§ **WORK REQUEST**
Find every line in the data that contains the word "HTTP". Return each of those lines.

(Collected data)
□ □ □ □ □
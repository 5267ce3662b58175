//! HTTP client for end-to-end tests
//!
//! This module provides a high-level HTTP client that wraps reqwest
//! and provides methods for all analysis-server endpoints.
//!
//! When API routes or request formats change, update only this file.

use super::constants::*;
use reqwest::Response;
use serde_json::json;
use std::time::Duration;

/// HTTP test client
pub struct TestClient {
    /// The underlying reqwest client (public for custom requests in tests)
    pub client: reqwest::Client,
    /// The base URL of the test server
    pub base_url: String,
}

impl TestClient {
    /// Creates a new client pointed at the given server
    pub fn new(base_url: String) -> Self {
        let client = reqwest::Client::builder()
            .timeout(Duration::from_secs(REQUEST_TIMEOUT_SECS))
            .build()
            .expect("Failed to build reqwest client");

        Self { client, base_url }
    }

    /// GET / - liveness message
    pub async fn home(&self) -> Response {
        self.client
            .get(format!("{}/", self.base_url))
            .send()
            .await
            .expect("Home request failed")
    }

    /// GET /health - health check
    pub async fn health(&self) -> Response {
        self.client
            .get(format!("{}/health", self.base_url))
            .send()
            .await
            .expect("Health request failed")
    }

    /// POST /api/analyze with the provider enabled
    pub async fn analyze(&self, text: &str) -> Response {
        self.analyze_with_flag(text, true).await
    }

    /// POST /api/analyze with an explicit use_gemini flag
    pub async fn analyze_with_flag(&self, text: &str, use_gemini: bool) -> Response {
        self.client
            .post(format!("{}/api/analyze", self.base_url))
            .json(&json!({
                "text": text,
                "use_gemini": use_gemini,
            }))
            .send()
            .await
            .expect("Analyze request failed")
    }

    /// POST /api/analyze with an arbitrary JSON body
    ///
    /// Use this for malformed-request tests.
    pub async fn analyze_raw(&self, body: serde_json::Value) -> Response {
        self.client
            .post(format!("{}/api/analyze", self.base_url))
            .json(&body)
            .send()
            .await
            .expect("Analyze request failed")
    }

    /// GET /api/logs with an explicit count
    pub async fn get_logs(&self, count: usize) -> Response {
        self.client
            .get(format!("{}/api/logs", self.base_url))
            .query(&[("count", count)])
            .send()
            .await
            .expect("Get logs request failed")
    }

    /// GET /api/logs without a count parameter (server defaults to 10)
    pub async fn get_logs_default(&self) -> Response {
        self.client
            .get(format!("{}/api/logs", self.base_url))
            .send()
            .await
            .expect("Get logs request failed")
    }

    /// DELETE /api/logs
    pub async fn clear_logs(&self) -> Response {
        self.client
            .delete(format!("{}/api/logs", self.base_url))
            .send()
            .await
            .expect("Clear logs request failed")
    }
}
□ □ □ □ □
§ **YOUR SOLUTION**
//! HTTP client for end-to-end tests
//! This module provides a high-level HTTP client that wraps reqwest
/// HTTP test client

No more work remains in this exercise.